__Items listed in a dataset__:
○ ○ ○ ○ ○
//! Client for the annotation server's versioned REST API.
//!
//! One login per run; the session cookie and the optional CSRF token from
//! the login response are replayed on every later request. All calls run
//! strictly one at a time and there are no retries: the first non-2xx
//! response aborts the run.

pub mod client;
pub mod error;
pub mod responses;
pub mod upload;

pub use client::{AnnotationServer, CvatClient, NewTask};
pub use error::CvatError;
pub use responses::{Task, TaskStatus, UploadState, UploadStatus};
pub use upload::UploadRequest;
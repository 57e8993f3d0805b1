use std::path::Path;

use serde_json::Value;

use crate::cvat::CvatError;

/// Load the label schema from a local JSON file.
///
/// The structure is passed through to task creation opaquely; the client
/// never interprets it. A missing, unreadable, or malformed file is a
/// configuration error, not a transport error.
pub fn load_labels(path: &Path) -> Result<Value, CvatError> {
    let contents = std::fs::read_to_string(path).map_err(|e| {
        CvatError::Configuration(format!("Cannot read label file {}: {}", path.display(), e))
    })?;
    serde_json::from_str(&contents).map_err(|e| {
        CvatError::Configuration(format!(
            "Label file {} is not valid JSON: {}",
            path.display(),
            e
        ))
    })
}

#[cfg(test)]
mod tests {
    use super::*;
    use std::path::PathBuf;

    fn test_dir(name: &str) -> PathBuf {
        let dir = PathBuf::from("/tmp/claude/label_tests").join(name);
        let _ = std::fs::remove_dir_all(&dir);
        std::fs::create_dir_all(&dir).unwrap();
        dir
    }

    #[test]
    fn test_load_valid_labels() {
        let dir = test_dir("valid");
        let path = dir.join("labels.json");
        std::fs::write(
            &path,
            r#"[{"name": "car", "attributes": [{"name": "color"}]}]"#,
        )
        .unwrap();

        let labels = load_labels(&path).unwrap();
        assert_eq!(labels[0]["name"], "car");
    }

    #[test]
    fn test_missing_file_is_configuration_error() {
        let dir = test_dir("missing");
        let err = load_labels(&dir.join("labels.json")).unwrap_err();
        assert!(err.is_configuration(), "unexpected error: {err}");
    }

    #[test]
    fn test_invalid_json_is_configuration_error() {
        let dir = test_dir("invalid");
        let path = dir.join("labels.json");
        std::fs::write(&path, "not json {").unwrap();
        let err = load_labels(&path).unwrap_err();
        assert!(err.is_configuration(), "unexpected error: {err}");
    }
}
○ ○ ○ ○ ○
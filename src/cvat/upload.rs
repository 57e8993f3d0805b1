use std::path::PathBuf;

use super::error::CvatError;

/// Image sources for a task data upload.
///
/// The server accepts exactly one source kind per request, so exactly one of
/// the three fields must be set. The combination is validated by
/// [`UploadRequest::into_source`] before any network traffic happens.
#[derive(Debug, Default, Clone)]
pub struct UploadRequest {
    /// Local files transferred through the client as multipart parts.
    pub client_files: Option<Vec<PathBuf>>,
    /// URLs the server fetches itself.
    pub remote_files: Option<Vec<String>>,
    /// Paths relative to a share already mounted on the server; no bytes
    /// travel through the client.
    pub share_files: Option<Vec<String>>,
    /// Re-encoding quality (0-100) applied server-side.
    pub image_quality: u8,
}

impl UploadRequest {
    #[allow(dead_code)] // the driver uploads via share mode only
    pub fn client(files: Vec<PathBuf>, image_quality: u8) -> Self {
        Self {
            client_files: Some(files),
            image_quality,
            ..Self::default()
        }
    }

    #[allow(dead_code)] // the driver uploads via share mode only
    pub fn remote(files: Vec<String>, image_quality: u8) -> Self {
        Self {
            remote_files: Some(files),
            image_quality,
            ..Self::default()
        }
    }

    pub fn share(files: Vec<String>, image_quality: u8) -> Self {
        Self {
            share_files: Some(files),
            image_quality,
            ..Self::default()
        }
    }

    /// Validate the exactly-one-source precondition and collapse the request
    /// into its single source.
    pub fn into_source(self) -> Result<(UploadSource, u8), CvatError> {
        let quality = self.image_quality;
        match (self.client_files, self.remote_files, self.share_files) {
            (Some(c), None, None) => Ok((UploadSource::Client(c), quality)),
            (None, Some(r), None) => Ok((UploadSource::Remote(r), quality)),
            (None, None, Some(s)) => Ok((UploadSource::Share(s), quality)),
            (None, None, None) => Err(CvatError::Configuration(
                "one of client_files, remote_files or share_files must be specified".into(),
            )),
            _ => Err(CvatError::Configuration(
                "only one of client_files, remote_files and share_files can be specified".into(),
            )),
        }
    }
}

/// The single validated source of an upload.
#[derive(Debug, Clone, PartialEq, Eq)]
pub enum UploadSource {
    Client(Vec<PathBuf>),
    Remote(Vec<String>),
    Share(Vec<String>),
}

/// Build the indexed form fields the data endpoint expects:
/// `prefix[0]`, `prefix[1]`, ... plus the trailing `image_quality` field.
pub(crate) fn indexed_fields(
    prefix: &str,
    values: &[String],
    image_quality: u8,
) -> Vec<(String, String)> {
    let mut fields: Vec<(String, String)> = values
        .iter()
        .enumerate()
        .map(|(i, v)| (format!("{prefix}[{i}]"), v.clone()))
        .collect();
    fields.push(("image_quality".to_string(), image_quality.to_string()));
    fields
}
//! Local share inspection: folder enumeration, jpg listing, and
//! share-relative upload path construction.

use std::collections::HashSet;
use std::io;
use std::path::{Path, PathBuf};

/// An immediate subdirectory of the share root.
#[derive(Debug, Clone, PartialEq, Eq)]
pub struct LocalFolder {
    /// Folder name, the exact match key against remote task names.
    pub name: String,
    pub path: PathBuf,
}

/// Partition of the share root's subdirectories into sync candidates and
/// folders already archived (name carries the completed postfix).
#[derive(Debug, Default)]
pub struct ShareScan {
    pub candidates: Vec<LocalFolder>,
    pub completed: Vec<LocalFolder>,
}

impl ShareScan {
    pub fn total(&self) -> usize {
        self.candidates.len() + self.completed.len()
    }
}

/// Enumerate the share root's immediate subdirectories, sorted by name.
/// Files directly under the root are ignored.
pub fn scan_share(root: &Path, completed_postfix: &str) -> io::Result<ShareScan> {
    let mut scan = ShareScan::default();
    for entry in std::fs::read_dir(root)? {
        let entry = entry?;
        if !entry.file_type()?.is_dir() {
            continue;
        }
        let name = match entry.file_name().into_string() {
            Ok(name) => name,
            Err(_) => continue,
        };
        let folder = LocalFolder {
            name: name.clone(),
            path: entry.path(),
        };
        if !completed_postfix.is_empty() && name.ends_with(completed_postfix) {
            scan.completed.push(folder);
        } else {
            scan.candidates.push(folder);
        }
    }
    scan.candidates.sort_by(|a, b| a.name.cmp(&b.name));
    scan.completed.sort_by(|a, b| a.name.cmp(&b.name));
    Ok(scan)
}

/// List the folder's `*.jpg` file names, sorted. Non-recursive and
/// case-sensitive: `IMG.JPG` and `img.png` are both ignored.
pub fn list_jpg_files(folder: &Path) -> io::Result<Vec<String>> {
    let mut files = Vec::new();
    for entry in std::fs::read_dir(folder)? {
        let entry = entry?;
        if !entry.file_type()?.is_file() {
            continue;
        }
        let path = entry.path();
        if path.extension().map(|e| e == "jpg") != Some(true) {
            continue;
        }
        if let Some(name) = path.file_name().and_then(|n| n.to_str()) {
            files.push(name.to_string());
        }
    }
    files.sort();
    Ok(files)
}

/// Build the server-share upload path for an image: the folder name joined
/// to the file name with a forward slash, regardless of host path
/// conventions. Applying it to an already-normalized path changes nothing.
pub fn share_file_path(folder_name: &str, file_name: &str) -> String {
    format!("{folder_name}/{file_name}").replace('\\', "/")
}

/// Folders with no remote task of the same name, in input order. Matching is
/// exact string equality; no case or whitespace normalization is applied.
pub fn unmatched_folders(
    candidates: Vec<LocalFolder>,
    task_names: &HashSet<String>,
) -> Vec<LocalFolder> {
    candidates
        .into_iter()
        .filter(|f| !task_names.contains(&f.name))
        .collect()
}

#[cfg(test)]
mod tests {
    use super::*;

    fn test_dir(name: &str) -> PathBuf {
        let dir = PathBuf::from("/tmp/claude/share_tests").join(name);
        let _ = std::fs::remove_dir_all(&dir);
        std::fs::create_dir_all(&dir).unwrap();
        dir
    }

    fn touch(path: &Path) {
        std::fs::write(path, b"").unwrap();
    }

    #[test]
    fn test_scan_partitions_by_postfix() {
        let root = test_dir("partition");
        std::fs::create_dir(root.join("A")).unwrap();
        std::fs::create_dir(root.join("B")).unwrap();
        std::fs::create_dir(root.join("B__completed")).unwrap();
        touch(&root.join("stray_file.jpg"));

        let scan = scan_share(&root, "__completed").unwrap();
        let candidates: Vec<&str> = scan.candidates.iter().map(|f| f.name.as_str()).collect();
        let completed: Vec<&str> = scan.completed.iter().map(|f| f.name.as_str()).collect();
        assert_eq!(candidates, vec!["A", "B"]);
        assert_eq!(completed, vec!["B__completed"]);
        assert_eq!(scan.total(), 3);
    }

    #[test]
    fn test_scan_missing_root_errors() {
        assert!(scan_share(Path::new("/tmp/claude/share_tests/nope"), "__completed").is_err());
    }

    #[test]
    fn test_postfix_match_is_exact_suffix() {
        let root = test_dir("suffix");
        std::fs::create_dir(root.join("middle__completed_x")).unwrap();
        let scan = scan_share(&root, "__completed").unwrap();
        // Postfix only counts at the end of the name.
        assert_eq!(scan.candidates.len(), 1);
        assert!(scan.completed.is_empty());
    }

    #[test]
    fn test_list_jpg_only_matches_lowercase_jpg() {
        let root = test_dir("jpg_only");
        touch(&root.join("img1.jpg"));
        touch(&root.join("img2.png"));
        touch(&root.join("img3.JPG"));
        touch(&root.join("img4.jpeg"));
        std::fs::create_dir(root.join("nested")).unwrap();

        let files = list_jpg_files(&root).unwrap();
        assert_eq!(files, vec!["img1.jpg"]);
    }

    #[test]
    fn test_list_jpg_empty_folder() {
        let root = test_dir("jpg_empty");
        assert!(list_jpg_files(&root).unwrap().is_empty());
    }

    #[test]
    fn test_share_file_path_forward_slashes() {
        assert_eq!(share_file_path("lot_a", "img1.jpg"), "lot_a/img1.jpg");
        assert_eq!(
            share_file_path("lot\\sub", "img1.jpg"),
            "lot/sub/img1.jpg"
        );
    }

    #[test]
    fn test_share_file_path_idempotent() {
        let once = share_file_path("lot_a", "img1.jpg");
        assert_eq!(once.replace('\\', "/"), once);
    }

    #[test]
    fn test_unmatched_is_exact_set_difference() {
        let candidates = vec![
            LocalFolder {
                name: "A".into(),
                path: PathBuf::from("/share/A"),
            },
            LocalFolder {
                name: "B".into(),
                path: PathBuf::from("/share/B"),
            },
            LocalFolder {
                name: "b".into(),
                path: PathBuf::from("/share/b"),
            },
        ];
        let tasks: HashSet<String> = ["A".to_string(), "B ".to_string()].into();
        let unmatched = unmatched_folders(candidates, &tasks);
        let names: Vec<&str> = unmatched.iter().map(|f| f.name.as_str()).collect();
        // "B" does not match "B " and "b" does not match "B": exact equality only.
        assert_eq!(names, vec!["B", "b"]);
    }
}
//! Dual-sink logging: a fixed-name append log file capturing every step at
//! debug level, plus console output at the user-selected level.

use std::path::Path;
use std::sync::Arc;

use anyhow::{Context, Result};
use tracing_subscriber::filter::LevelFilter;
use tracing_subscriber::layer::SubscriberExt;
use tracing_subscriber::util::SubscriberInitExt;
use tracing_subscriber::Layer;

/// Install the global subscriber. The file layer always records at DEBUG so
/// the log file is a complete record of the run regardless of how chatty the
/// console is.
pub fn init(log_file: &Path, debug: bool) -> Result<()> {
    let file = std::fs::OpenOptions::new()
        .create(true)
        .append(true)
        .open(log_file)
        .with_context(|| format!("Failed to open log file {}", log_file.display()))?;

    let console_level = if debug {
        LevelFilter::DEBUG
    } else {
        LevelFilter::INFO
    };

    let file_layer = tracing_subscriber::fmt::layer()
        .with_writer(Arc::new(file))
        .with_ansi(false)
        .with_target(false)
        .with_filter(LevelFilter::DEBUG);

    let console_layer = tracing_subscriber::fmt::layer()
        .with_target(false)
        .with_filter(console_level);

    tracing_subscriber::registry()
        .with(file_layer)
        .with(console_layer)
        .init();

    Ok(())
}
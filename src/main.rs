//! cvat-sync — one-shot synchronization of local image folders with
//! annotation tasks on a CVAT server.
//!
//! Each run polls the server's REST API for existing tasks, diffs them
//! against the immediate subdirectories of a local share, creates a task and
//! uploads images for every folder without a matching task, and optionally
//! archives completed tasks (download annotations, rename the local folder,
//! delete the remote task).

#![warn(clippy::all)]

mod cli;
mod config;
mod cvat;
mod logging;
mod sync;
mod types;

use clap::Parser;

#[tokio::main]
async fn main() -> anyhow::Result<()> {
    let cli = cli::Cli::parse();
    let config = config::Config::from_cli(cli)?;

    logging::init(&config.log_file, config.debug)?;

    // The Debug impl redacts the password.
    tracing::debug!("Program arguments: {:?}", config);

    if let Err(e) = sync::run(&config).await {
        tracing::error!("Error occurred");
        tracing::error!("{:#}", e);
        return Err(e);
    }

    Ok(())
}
○ ○ ○ ○ ○
__GOAL OF THE EXERCISE__: Write down exactly the span of lines above from the one containing "versioned REST API." to the one containing "the first non-2xx", both ends included.

__ANSWER FOR THE TASK__:
//! Client for the annotation server's versioned REST API.
//!
//! One login per run; the session cookie and the optional CSRF token from
//! the login response are replayed on every later request. All calls run
//! strictly one at a time and there are no retries: the first non-2xx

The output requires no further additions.